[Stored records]
━━━━━━━━
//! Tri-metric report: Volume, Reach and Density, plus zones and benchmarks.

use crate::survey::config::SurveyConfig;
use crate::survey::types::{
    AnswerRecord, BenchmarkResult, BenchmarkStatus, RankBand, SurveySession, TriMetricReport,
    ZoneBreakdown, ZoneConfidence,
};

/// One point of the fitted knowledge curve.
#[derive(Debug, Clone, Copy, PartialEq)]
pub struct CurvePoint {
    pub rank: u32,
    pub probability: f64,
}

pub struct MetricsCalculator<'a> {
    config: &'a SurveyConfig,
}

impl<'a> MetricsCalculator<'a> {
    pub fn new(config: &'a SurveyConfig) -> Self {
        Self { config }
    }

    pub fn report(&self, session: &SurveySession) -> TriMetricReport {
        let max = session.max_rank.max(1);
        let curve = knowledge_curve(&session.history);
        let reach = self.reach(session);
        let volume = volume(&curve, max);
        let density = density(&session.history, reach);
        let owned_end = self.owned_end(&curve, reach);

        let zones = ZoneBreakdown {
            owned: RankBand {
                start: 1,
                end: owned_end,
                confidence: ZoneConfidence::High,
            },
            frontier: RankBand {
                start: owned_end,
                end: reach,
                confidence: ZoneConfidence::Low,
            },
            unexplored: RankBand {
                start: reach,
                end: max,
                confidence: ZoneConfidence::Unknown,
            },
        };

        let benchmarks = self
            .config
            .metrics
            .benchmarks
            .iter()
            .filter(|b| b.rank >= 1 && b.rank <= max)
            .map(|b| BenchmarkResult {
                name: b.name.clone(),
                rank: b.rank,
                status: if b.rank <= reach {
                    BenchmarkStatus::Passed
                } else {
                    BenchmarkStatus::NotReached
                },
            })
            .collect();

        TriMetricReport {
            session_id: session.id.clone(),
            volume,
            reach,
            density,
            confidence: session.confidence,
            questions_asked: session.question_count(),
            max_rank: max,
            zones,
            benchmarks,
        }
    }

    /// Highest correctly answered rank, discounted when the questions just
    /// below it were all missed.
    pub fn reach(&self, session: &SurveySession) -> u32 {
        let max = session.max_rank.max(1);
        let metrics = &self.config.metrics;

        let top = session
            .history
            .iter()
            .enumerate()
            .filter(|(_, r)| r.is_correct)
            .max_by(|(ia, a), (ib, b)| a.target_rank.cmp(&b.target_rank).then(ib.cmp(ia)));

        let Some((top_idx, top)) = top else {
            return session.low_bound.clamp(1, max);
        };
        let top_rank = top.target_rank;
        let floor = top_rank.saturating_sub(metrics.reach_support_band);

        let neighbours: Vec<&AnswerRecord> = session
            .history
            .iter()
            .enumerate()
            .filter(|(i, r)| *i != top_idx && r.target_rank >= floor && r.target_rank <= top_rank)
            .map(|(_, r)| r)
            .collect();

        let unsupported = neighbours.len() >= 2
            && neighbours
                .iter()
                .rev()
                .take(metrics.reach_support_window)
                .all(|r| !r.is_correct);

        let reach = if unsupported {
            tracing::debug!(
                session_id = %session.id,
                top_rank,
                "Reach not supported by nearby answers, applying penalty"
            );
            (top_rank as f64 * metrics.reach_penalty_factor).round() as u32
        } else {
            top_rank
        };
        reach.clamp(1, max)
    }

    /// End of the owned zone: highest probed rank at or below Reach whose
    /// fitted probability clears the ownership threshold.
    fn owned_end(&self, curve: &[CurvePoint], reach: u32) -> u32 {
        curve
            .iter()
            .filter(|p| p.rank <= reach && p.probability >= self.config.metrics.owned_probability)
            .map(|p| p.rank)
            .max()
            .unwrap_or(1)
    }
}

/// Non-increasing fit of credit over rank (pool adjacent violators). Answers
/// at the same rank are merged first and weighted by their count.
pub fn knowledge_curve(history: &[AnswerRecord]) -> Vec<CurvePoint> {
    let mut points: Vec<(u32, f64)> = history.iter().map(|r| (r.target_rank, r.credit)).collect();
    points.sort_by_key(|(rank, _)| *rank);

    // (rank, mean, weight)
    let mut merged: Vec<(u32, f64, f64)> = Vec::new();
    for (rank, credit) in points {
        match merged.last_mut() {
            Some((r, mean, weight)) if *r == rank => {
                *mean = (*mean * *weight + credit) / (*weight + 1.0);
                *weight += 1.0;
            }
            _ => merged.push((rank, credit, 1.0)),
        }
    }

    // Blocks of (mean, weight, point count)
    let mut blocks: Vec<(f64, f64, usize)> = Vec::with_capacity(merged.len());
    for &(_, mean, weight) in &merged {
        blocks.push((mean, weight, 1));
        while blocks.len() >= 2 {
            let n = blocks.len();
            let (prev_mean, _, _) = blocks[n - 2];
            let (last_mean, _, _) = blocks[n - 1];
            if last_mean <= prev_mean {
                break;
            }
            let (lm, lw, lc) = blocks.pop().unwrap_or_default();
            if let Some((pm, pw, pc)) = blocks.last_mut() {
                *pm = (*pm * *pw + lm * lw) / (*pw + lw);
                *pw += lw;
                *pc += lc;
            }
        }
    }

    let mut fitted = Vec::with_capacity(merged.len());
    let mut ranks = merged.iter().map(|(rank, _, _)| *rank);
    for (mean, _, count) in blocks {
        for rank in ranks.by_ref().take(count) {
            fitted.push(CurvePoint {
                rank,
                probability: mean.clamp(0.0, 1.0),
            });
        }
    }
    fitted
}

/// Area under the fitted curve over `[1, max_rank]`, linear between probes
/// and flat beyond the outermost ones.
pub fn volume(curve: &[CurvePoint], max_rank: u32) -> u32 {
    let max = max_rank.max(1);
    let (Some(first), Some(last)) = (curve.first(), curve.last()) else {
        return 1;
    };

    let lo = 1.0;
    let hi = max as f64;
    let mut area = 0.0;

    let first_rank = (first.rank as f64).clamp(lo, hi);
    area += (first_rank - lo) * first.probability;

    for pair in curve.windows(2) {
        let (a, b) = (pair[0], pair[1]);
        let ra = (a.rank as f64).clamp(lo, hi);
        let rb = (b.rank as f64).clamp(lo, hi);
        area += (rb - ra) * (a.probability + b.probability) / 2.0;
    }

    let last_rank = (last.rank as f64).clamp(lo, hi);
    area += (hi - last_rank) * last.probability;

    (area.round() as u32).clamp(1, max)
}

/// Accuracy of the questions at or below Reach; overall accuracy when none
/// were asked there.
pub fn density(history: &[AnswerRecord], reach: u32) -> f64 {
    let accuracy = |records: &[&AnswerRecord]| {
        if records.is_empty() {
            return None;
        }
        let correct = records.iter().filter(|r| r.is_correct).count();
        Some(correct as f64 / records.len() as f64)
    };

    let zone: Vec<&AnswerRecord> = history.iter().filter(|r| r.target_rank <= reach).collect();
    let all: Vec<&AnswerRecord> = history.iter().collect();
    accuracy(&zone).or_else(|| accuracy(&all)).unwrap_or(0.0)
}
━━━━━━━━
• [Description of the task]: In the entries above, how many lines contain the string "SurveySession"? Say only the number.

• [Task answer]: 3